第394章 約束したからには、必ず行く

多くの人がリプレイを聴きに殺到した。

そして、驚くべき事実が発覚した。時枝秋と時枝雪穂が演奏した曲は、曲調、音色、全体的な雰囲気まで、非常に似ていたのだ。

一聴すると、同じ曲のように聞こえた。

とても不思議な感じがした。

「ちょっと待って、これはどういうこと?二人の曲がこんなにも似ているなんて?」

「二人は一緒に暮らしていたみたいだけど...もしかして盗作があったのかな?」

「分からないけど、盗作するなら時枝秋の方でしょう。時枝雪穂は何年も学んできたのに、時枝秋は初心者なんだから。」

「でも明らかに時枝秋の曲の方が何倍も良かったじゃない。」

「上の人、プロの水準は良い悪いだけでは測れないよ。」

「でもクラシックピアノが必ずしも聴きづらくなければいけないわけじゃないでしょう?モーツァルト、ベートーベン、リスト、バッハだって素晴らしいじゃない!」

「じゃあ時枝秋をそんな巨匠たちと同列に並べられるってこと?」

そして、音源を比較分析した人がいて、プロの分析の結果、実は二つの曲は全く異なり、メロディーや音色に大きな違いがあることが判明した。

しかも、明らかに時枝秋の作曲の方がより専門的だった。

一時的に盗作の話題は収まったものの、時枝秋と時枝雪穂の専門性の比較に関する議論は、ますます激しくなっていった。

時枝雪穂は今日の配信の視聴者数が良くなく、気分も落ち込んでいた。

横澤蕾は彼女を慰めた:「デビューしたばかりの新人としては、まだまだ良い数字よ。
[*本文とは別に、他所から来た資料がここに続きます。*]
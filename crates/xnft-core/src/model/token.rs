//! Token program and token-metadata program records.
//!
//! Only the prefix each record needs is decoded; anything after it is ignored.

use borsh::{BorshDeserialize, BorshSerialize};
use serde::Serialize;
use solana_program::pubkey::Pubkey;

use super::b58;
use crate::constants::{offsets, TOKEN_ACCOUNT_LEN};
use crate::errors::{XnftError, XnftResult};

/// The fields of an SPL token account the SDK reads.
#[derive(Debug, Clone, Copy, PartialEq, Eq)]
pub struct TokenAccount {
    pub mint: Pubkey,
    pub owner: Pubkey,
    pub amount: u64,
}

impl TokenAccount {
    pub fn decode(data: &[u8]) -> XnftResult<Self> {
        if data.len() != TOKEN_ACCOUNT_LEN {
            return Err(XnftError::decode(format!(
                "token account must be {TOKEN_ACCOUNT_LEN} bytes, got {}",
                data.len()
            )));
        }

        Ok(Self {
            mint: read_pubkey(data, offsets::TOKEN_MINT)?,
            owner: read_pubkey(data, offsets::TOKEN_OWNER)?,
            amount: read_u64(data, offsets::TOKEN_AMOUNT)?,
        })
    }
}

/// Location and holder of the unique-supply master token of an xNFT.
#[derive(Debug, Clone, Copy, PartialEq, Eq, Serialize)]
pub struct TokenOwner {
    #[serde(with = "b58")]
    pub address: Pubkey,
    #[serde(with = "b58")]
    pub owner: Pubkey,
}

#[derive(Debug, Clone, PartialEq, Eq, BorshSerialize, BorshDeserialize, Serialize)]
pub struct MetadataCreator {
    #[serde(with = "b58")]
    pub address: Pubkey,
    pub verified: bool,
    pub share: u8,
}

/// Descriptive record kept by the token-metadata program for a mint.
#[derive(Debug, Clone, PartialEq, Eq, Serialize)]
#[serde(rename_all = "camelCase")]
pub struct MetadataRecord {
    #[serde(with = "b58")]
    pub update_authority: Pubkey,
    #[serde(with = "b58")]
    pub mint: Pubkey,
    pub name: String,
    pub symbol: String,
    pub uri: String,
    pub seller_fee_basis_points: u16,
    pub creators: Vec<MetadataCreator>,
    pub primary_sale_happened: bool,
    pub is_mutable: bool,
}

#[derive(BorshSerialize, BorshDeserialize)]
struct RawMetadata {
    _key: u8,
    update_authority: Pubkey,
    mint: Pubkey,
    name: String,
    symbol: String,
    uri: String,
    seller_fee_basis_points: u16,
    creators: Option<Vec<MetadataCreator>>,
    primary_sale_happened: bool,
    is_mutable: bool,
}

impl MetadataRecord {
    /// Decode the record. String fields are stored NUL padded on chain.
    pub fn decode(data: &[u8]) -> XnftResult<Self> {
        let mut buf = data;
        let raw = RawMetadata::deserialize(&mut buf)
            .map_err(|e| XnftError::decode(format!("metadata record: {e}")))?;

        Ok(Self {
            update_authority: raw.update_authority,
            mint: raw.mint,
            name: trim_padding(raw.name),
            symbol: trim_padding(raw.symbol),
            uri: trim_padding(raw.uri),
            seller_fee_basis_points: raw.seller_fee_basis_points,
            creators: raw.creators.unwrap_or_default(),
            primary_sale_happened: raw.primary_sale_happened,
            is_mutable: raw.is_mutable,
        })
    }
}

fn trim_padding(s: String) -> String {
    s.trim_end_matches('\0').to_string()
}

fn read_pubkey(data: &[u8], at: usize) -> XnftResult<Pubkey> {
    data.get(at..at + 32)
        .and_then(|b| <[u8; 32]>::try_from(b).ok())
        .map(Pubkey::new_from_array)
        .ok_or_else(|| XnftError::decode(format!("no pubkey at offset {at}")))
}

fn read_u64(data: &[u8], at: usize) -> XnftResult<u64> {
    data.get(at..at + 8)
        .and_then(|b| <[u8; 8]>::try_from(b).ok())
        .map(u64::from_le_bytes)
        .ok_or_else(|| XnftError::decode(format!("no u64 at offset {at}")))
}

/// Test helpers that build on-chain byte images of token records.
#[cfg(any(test, feature = "test-utils"))]
pub mod fixtures {
    use super::*;

    pub fn token_account_bytes(mint: &Pubkey, owner: &Pubkey, amount: u64) -> Vec<u8> {
        let mut data = vec![0u8; TOKEN_ACCOUNT_LEN];
        data[offsets::TOKEN_MINT..offsets::TOKEN_MINT + 32].copy_from_slice(mint.as_ref());
        data[offsets::TOKEN_OWNER..offsets::TOKEN_OWNER + 32].copy_from_slice(owner.as_ref());
        data[offsets::TOKEN_AMOUNT..offsets::TOKEN_AMOUNT + 8]
            .copy_from_slice(&amount.to_le_bytes());
        data
    }

    fn padded(s: &str, width: usize) -> String {
        let mut out = s.to_string();
        while out.len() < width {
            out.push('\0');
        }
        out
    }

    /// Metadata record bytes with the fixed-width padding the metadata program uses.
    pub fn metadata_bytes(
        update_authority: &Pubkey,
        mint: &Pubkey,
        name: &str,
        uri: &str,
        creators: &[(Pubkey, u8)],
    ) -> Vec<u8> {
        let raw = RawMetadata {
            _key: 4,
            update_authority: *update_authority,
            mint: *mint,
            name: padded(name, 32),
            symbol: padded("", 10),
            uri: padded(uri, 200),
            seller_fee_basis_points: 500,
            creators: Some(
                creators
                    .iter()
                    .map(|(address, share)| MetadataCreator {
                        address: *address,
                        verified: true,
                        share: *share,
                    })
                    .collect(),
            ),
            primary_sale_happened: false,
            is_mutable: true,
        };
        borsh::to_vec(&raw).unwrap_or_default()
    }
}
時枝秋はもともとのファン層が大きいから。」

時枝雪穂は自分の惨敗した数字を見て、少し辛くなった。

横澤蕾は言った:「今日は叔母さんにも迷惑をかけたから、電話して一緒に食事に誘おうかしら。ついでに桑原逸人と彼のマネージャーも誘って。」

今日のこの結果には、桑原逸人の功績も一部あった。彼と時枝雪穂は共にピアノでデビューしたので、今後も互いに助け合う機会は多いだろう。

桑原逸人の方では、時枝宝子と一緒に食事できると聞いて、すぐに喜んで、マネージャーがすぐに承諾した。

「逸人、時枝宝子は並の人物じゃないわ。このチャンスを逃さないようにね。」マネージャーは電話を切った後、興奮気味に言った。

桑原逸人は頷いた。時枝宝子だけでなく、時枝雪穂とも良い関係を築かなければならない。